Sağlık Bakanlığı’nın ülkemizde yapılan aşı çalışmalarına dair verdiği bilgiler başlangıçta umut verici olsa da söz verilen tarihlerde beklenen gelişmelerin olmaması, birçok insanın aşıyı beklerken hastalanıp ölmesine neden olmuştur. Aşı çalışmalarının yoğun emek gerektiren bir süreç olduğunu biliyor ve sağlık çalışanları başta olmak üzere tüm emek verenlere çok teşekkür ediyoruz. Başta inaktive virüs aşısı (Turkovac) olmak üzere halen ülkemizde sürdürülen aşı araştırmalarının devam eden ya da tamamlanan aşamaları hakkında yeterli bilimsel bilgi ve veri Sağlık Bakanlığı tarafından paylaşılmamıştır. Ayrıca faz 3 aşaması başlayan Turkovac aşısının hatırlatma dozu olarak uygulanacağı bir başka çalışmanın daha yürütüldüğü de bildirilmiş ancak bugüne kadar yapılan çalışmaların somut verileri bilimsel olarak açıklanmamıştır. Sağlık Bakanlığı’nın Turkovac için Acil Kullanım Onayı verildiğinin açıklaması, bilimsel çekincelere yol açacak niteliktedir.
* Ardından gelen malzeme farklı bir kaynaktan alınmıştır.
//! Typing presence
//!
//! Inbound `user-typing` signals become a per-ticket set of users with an
//! expiry; outbound keystrokes are collapsed into one `typing:true` per burst
//! and a trailing `typing:false`.

use std::collections::{BTreeSet, HashMap};
use std::time::{Duration, Instant};

use helpmate_shared::{TicketId, UserId};

/// Quiet window after which a typing indicator disappears on its own
pub const DEFAULT_TYPING_EXPIRY: Duration = Duration::from_millis(3000);

/// Idle window after which the local user is reported as stopped
pub const DEFAULT_TYPING_IDLE: Duration = Duration::from_millis(1000);

/// Who is typing in which ticket
#[derive(Debug)]
pub struct TypingAggregator {
    local_user: Option<UserId>,
    expiry: Duration,
    tickets: HashMap<TicketId, HashMap<UserId, Instant>>,
}

impl Default for TypingAggregator {
    fn default() -> Self {
        Self::new(DEFAULT_TYPING_EXPIRY)
    }
}

impl TypingAggregator {
    pub fn new(expiry: Duration) -> Self {
        Self {
            local_user: None,
            expiry,
            tickets: HashMap::new(),
        }
    }

    /// Signals about this user are ignored
    pub fn set_local_user(&mut self, user_id: Option<UserId>) {
        if let Some(user_id) = &user_id {
            for users in self.tickets.values_mut() {
                users.remove(user_id);
            }
        }
        self.local_user = user_id;
    }

    /// Apply a `user-typing` signal
    ///
    /// Returns true if the visible set for `ticket_id` changed.
    pub fn set_typing(
        &mut self,
        ticket_id: &TicketId,
        user_id: UserId,
        is_typing: bool,
        now: Instant,
    ) -> bool {
        if self.local_user.as_ref() == Some(&user_id) {
            return false;
        }

        if is_typing {
            let users = self.tickets.entry(ticket_id.clone()).or_default();
            let was_visible = users.get(&user_id).is_some_and(|expires| *expires > now);
            users.insert(user_id, now + self.expiry);
            !was_visible
        } else {
            let Some(users) = self.tickets.get_mut(ticket_id) else {
                return false;
            };
            let removed = users.remove(&user_id).is_some_and(|expires| expires > now);
            if users.is_empty() {
                self.tickets.remove(ticket_id);
            }
            removed
        }
    }

    /// Users typing in `ticket_id` as of `now`
    pub fn currently_typing(&self, ticket_id: &TicketId, now: Instant) -> BTreeSet<UserId> {
        self.tickets
            .get(ticket_id)
            .map(|users| {
                users
                    .iter()
                    .filter(|(_, expires)| **expires > now)
                    .map(|(user, _)| user.clone())
                    .collect()
            })
            .unwrap_or_default()
    }

    /// Drop expired entries; returns how many were removed
    pub fn evict_expired(&mut self, now: Instant) -> usize {
        let mut evicted = 0;
        self.tickets.retain(|_, users| {
            let before = users.len();
            users.retain(|_, expires| *expires > now);
            evicted += before - users.len();
            !users.is_empty()
        });
        evicted
    }

    /// Earliest pending expiry
    pub fn next_deadline(&self) -> Option<Instant> {
        self.tickets
            .values()
            .flat_map(|users| users.values())
            .min()
            .copied()
    }

    /// Forget a ticket entirely
    pub fn clear(&mut self, ticket_id: &TicketId) {
        self.tickets.remove(ticket_id);
    }
}

/// Collapses local keystrokes into `typing` signals
#[derive(Debug)]
pub struct TypingDebouncer {
    idle: Duration,
    last_keystroke: Option<Instant>,
}

impl Default for TypingDebouncer {
    fn default() -> Self {
        Self::new(DEFAULT_TYPING_IDLE)
    }
}

impl TypingDebouncer {
    pub fn new(idle: Duration) -> Self {
        Self {
            idle,
            last_keystroke: None,
        }
    }

    /// Currently inside a burst
    pub fn is_active(&self) -> bool {
        self.last_keystroke.is_some()
    }

    /// Record a keystroke; `Some(true)` on the first one of a burst
    pub fn keystroke(&mut self, now: Instant) -> Option<bool> {
        let started = self.last_keystroke.is_none();
        self.last_keystroke = Some(now);
        started.then_some(true)
    }

    /// `Some(false)` once the idle window has passed
    pub fn poll(&mut self, now: Instant) -> Option<bool> {
        match self.deadline() {
            Some(deadline) if deadline <= now => {
                self.last_keystroke = None;
                Some(false)
            }
            _ => None,
        }
    }

    /// End the burst now (message sent); `Some(false)` if one was active
    pub fn stop(&mut self) -> Option<bool> {
        self.last_keystroke.take().map(|_| false)
    }

    /// When [`Self::poll`] will next yield
    pub fn deadline(&self) -> Option<Instant> {
        self.last_keystroke.map(|last| last + self.idle)
    }
}
//! Duplex transports for realtime channels
//!
//! A [`Connector`] opens one [`Transport`] per connection attempt. The
//! WebSocket connector authenticates through the `token` query parameter;
//! [`MemoryConnector`] scripts connection outcomes for driver tests.

use std::collections::VecDeque;
use std::pin::Pin;
use std::sync::{Arc, Mutex, PoisonError};

use futures::channel::mpsc as fmpsc;
use futures::future::BoxFuture;
use futures::{FutureExt, Sink, SinkExt, Stream, StreamExt};
use helpmate_shared::SyncError;
use tokio_tungstenite::tungstenite::{self, protocol::Message};
use url::Url;

/// Error type for transport operations
#[derive(Debug, Clone, PartialEq, Eq, thiserror::Error)]
pub enum TransportError {
    #[error("Connection failed: {0}")]
    Connect(String),

    #[error("Connection lost: {0}")]
    Io(String),

    #[error("Credential rejected: {0}")]
    Rejected(String),

    #[error("Invalid endpoint: {0}")]
    InvalidEndpoint(String),
}

impl TransportError {
    /// Returns true if this error is transient and should be retried
    pub fn is_transient(&self) -> bool {
        match self {
            TransportError::Connect(_) => true,
            TransportError::Io(_) => true,

            TransportError::Rejected(_) => false,
            TransportError::InvalidEndpoint(_) => false,
        }
    }
}

impl From<TransportError> for SyncError {
    fn from(err: TransportError) -> Self {
        match err {
            TransportError::Rejected(reason) => SyncError::AuthenticationRejected(reason),
            other => SyncError::Transport(other.to_string()),
        }
    }
}

impl From<tungstenite::Error> for TransportError {
    fn from(err: tungstenite::Error) -> Self {
        match err {
            tungstenite::Error::Http(response)
                if matches!(response.status().as_u16(), 401 | 403) =>
            {
                TransportError::Rejected(format!("handshake returned {}", response.status()))
            }
            tungstenite::Error::Url(e) => TransportError::InvalidEndpoint(e.to_string()),
            tungstenite::Error::Io(e) => TransportError::Connect(e.to_string()),
            other => TransportError::Io(other.to_string()),
        }
    }
}

pub type FrameSink = Pin<Box<dyn Sink<String, Error = TransportError> + Send>>;
pub type FrameStream = Pin<Box<dyn Stream<Item = Result<String, TransportError>> + Send>>;

/// An open duplex connection carrying JSON text frames
pub struct Transport {
    pub sink: FrameSink,
    pub stream: FrameStream,
}

/// Opens transports for a named channel
pub trait Connector: Send + Sync {
    fn open(&self, channel: &str, credential: &str)
        -> BoxFuture<'static, Result<Transport, TransportError>>;
}

// =============================================================================
// WebSocket
// =============================================================================

/// Connects to `{base_url}/{channel}?token=<credential>`
#[derive(Debug, Clone)]
pub struct WsConnector {
    base_url: Url,
}

impl WsConnector {
    pub fn new(base_url: Url) -> Self {
        Self { base_url }
    }

    pub fn endpoint(&self, channel: &str, credential: &str) -> Result<Url, TransportError> {
        let mut url = self
            .base_url
            .join(channel)
            .map_err(|e| TransportError::InvalidEndpoint(e.to_string()))?;
        url.query_pairs_mut().append_pair("token", credential);
        Ok(url)
    }
}

impl Connector for WsConnector {
    fn open(
        &self,
        channel: &str,
        credential: &str,
    ) -> BoxFuture<'static, Result<Transport, TransportError>> {
        let endpoint = self.endpoint(channel, credential);
        let channel = channel.to_string();

        async move {
            let url = endpoint?;
            let (socket, response) = tokio_tungstenite::connect_async(url.as_str()).await?;
            tracing::debug!(
                channel = %channel,
                status = %response.status(),
                "WebSocket handshake complete"
            );

            let (write, read) = socket.split();
            let sink = write
                .sink_map_err(TransportError::from)
                .with(|frame: String| {
                    futures::future::ready(Ok::<_, TransportError>(Message::Text(frame)))
                });
            let stream = read.filter_map(|message| {
                futures::future::ready(match message {
                    Ok(Message::Text(text)) => Some(Ok(text)),
                    // Close frames end the stream on their own; ping/pong is
                    // answered by tungstenite
                    Ok(_) => None,
                    Err(e) => Some(Err(TransportError::from(e))),
                })
            });

            Ok(Transport {
                sink: Box::pin(sink),
                stream: Box::pin(stream),
            })
        }
        .boxed()
    }
}

// =============================================================================
// In-memory
// =============================================================================

/// Server side of an in-memory transport
pub struct MemoryPeer {
    to_client: fmpsc::UnboundedSender<Result<String, TransportError>>,
    from_client: fmpsc::UnboundedReceiver<String>,
}

impl MemoryPeer {
    /// Deliver a raw frame to the client
    pub fn send_frame(&self, frame: &str) -> bool {
        self.to_client.unbounded_send(Ok(frame.to_string())).is_ok()
    }

    /// Deliver a JSON value as a frame
    pub fn send_json(&self, value: serde_json::Value) -> bool {
        self.send_frame(&value.to_string())
    }

    /// Fail the connection with a transport error
    pub fn fail(&self, reason: &str) -> bool {
        self.to_client
            .unbounded_send(Err(TransportError::Io(reason.to_string())))
            .is_ok()
    }

    /// Next frame written by the client, or None once it hung up
    pub async fn recv(&mut self) -> Option<String> {
        self.from_client.next().await
    }

    /// Drop the connection from the server side
    pub fn close(self) {}
}

enum Scripted {
    Accept(Transport),
    Refuse(TransportError),
}

/// Connector whose connection outcomes are queued in advance
///
/// Opens beyond the queued script fail with a transient connect error.
#[derive(Clone, Default)]
pub struct MemoryConnector {
    script: Arc<Mutex<VecDeque<Scripted>>>,
    opened: Arc<Mutex<Vec<(String, String)>>>,
}

impl MemoryConnector {
    pub fn new() -> Self {
        Self::default()
    }

    /// Queue a successful open and return its server side
    pub fn accept(&self) -> MemoryPeer {
        let (to_client, client_rx) = fmpsc::unbounded();
        let (client_tx, from_client) = fmpsc::unbounded::<String>();

        let sink = client_tx.sink_map_err(|e| TransportError::Io(e.to_string()));
        let transport = Transport {
            sink: Box::pin(sink),
            stream: Box::pin(client_rx),
        };
        self.push(Scripted::Accept(transport));

        MemoryPeer {
            to_client,
            from_client,
        }
    }

    /// Queue a failed open
    pub fn refuse(&self, err: TransportError) {
        self.push(Scripted::Refuse(err));
    }

    /// `(channel, credential)` of every open attempt so far
    pub fn attempts(&self) -> Vec<(String, String)> {
        self.opened
            .lock()
            .unwrap_or_else(PoisonError::into_inner)
            .clone()
    }

    fn push(&self, outcome: Scripted) {
        self.script
            .lock()
            .unwrap_or_else(PoisonError::into_inner)
            .push_back(outcome);
    }
}

impl Connector for MemoryConnector {
    fn open(
        &self,
        channel: &str,
        credential: &str,
    ) -> BoxFuture<'static, Result<Transport, TransportError>> {
        self.opened
            .lock()
            .unwrap_or_else(PoisonError::into_inner)
            .push((channel.to_string(), credential.to_string()));

        let next = self
            .script
            .lock()
            .unwrap_or_else(PoisonError::into_inner)
            .pop_front();

        let result = match next {
            Some(Scripted::Accept(transport)) => Ok(transport),
            Some(Scripted::Refuse(err)) => Err(err),
            None => Err(TransportError::Connect("connection refused".to_string())),
        };
        futures::future::ready(result).boxed()
    }
}
//! Outbound command dispatch
//!
//! Sends are optimistic: the placeholder is appended to the timeline and the
//! `send-message` command is emitted in the same step. Nothing waits for the
//! acknowledgement and nothing is queued while the channel is down.

use helpmate_shared::{
    Author, Message, MessageId, SyncError, SyncResult, TempId, TicketId,
};
use time::OffsetDateTime;

use super::store::{MessageStore, PendingSend};
use crate::realtime::connection::Emitter;
use crate::realtime::events::{OutboundEvent, OutgoingMessage};

/// Longest message body accepted, in characters
pub const DEFAULT_MAX_MESSAGE_LENGTH: usize = 2000;

/// Correlation ids from wall-clock milliseconds, strictly increasing
#[derive(Debug, Default)]
pub struct TempIdGenerator {
    last: u64,
}

impl TempIdGenerator {
    pub fn new() -> Self {
        Self::default()
    }

    /// Next id; two sends within the same millisecond still differ
    pub fn next(&mut self, wall: OffsetDateTime) -> TempId {
        let millis = u64::try_from(wall.unix_timestamp_nanos() / 1_000_000).unwrap_or(0);
        self.last = millis.max(self.last + 1);
        TempId(self.last)
    }
}

/// A send request from the view
#[derive(Debug, Clone, PartialEq, Eq)]
pub struct SendRequest {
    pub ticket_id: TicketId,
    pub content: String,
    pub attachment_ids: Option<Vec<String>>,
}

/// Emits user commands through the channel
#[derive(Debug)]
pub struct CommandDispatcher {
    temp_ids: TempIdGenerator,
    max_length: usize,
}

impl Default for CommandDispatcher {
    fn default() -> Self {
        Self::new(DEFAULT_MAX_MESSAGE_LENGTH)
    }
}

impl CommandDispatcher {
    pub fn new(max_length: usize) -> Self {
        Self {
            temp_ids: TempIdGenerator::new(),
            max_length,
        }
    }

    /// Append an optimistic message and emit `send-message`
    ///
    /// Rejected without side effects when the channel is not authenticated
    /// or the content is blank or too long.
    pub fn send_message(
        &mut self,
        store: &mut MessageStore,
        emitter: &dyn Emitter,
        author: &Author,
        request: SendRequest,
        now: OffsetDateTime,
    ) -> SyncResult<TempId> {
        if !emitter.is_ready() {
            return Err(SyncError::NotConnected);
        }
        self.validate(&request.content)?;

        let temp_id = self.temp_ids.next(now);
        let SendRequest {
            ticket_id,
            content,
            attachment_ids,
        } = request;

        let placeholder = Message::optimistic(
            temp_id,
            ticket_id.clone(),
            author,
            content.clone(),
            now,
        );
        let pending = PendingSend {
            temp_id,
            ticket_id: ticket_id.clone(),
            content: content.clone(),
            dispatched_at: now,
        };
        if !store.append_optimistic(placeholder, pending) {
            tracing::debug!(ticket_id = %ticket_id, temp_id = %temp_id, "No open timeline for optimistic send");
        }

        emitter.emit(OutboundEvent::SendMessage {
            ticket_id: ticket_id.clone(),
            message: OutgoingMessage {
                content,
                attachment_ids,
                is_internal: false,
            },
            temp_id,
        })?;

        tracing::debug!(ticket_id = %ticket_id, temp_id = %temp_id, "Message dispatched");
        Ok(temp_id)
    }

    /// Emit `mark-as-read`
    pub fn mark_as_read(&self, emitter: &dyn Emitter, message_id: MessageId) -> SyncResult<()> {
        if message_id.is_temporary() {
            return Err(SyncError::InvalidContent(format!(
                "cannot mark unconfirmed message {} as read",
                message_id
            )));
        }
        emitter.emit(OutboundEvent::MarkAsRead { message_id })
    }

    /// Emit `typing`
    pub fn emit_typing(
        &self,
        emitter: &dyn Emitter,
        ticket_id: TicketId,
        is_typing: bool,
    ) -> SyncResult<()> {
        emitter.emit(OutboundEvent::Typing {
            ticket_id,
            is_typing,
        })
    }

    fn validate(&self, content: &str) -> SyncResult<()> {
        if content.trim().is_empty() {
            return Err(SyncError::InvalidContent("message is empty".to_string()));
        }
        let length = content.chars().count();
        if length > self.max_length {
            return Err(SyncError::InvalidContent(format!(
                "message is {} characters, limit is {}",
                length, self.max_length
            )));
        }
        Ok(())
    }
}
Türk Toraks Derneği, Türk Klinik Mikrobiyoloji ve İnfeksiyon Hastalıkları Derneği ile Halk Sağlığı Uzmanları Derneği’nin “Henüz faz 3 aşaması sürmekte olan bir aşının hatırlatma dozu çalışması verilerine veya faz 3 çalışmasının küçük ölçekli bir erken aşama verisine dayalı olarak Acil Kullanım Onayı alması durumunda bu ‘onay’ bilimsel olarak tartışmalı olacaktır” görüşü dikkate alınmalı; araştırma sonuçları bilimsel ortamlarda, ilgili uzmanlık dernekleri ve meslek örgütümüzle zaman geçmeden paylaşılmalıdır.

Bilimsel çalışma sonuçları yayımlanmayan ve bilimsel ortamlarda tartışılmamış bir aşının güvenli ve etkili sayıldığına dair bakanlık açıklamaları, maalesef var olan aşı tereddüdünü daha da artıracaktır.

Türkiye’de üretilen bir aşının sadece ülkemizde değil dünyada da pandemiyi kontrol altına alma ihtimali, sevinçle karşılayacağımız bir durumdur. Ancak bunu yapmak için henüz uluslararası bilimsel hakemli bir dergide yer almayan faz 3 çalışmalarının bilimsel ortamlarda değerlendirilmesi, ardından fazların sonuçları ve bilimsel verilerinin paylaşılması gerekmektedir. Tüm bu sürecin ardından Acil Kullanım Onayı alınmalıdır.

Sağlık Bakanlığı’nı kamuoyunu aydınlatma sorumluluğunu yerine getirmeye, aşı kararsızlığına ve aşı karşıtlarının yanıltıcı söylemlerine yol açabilecek olumsuz durumlardan kaçınmaya, zaman yitirmeden çalışma sonuçlarını tüm ülke ile paylaşmaya çağırıyoruz.”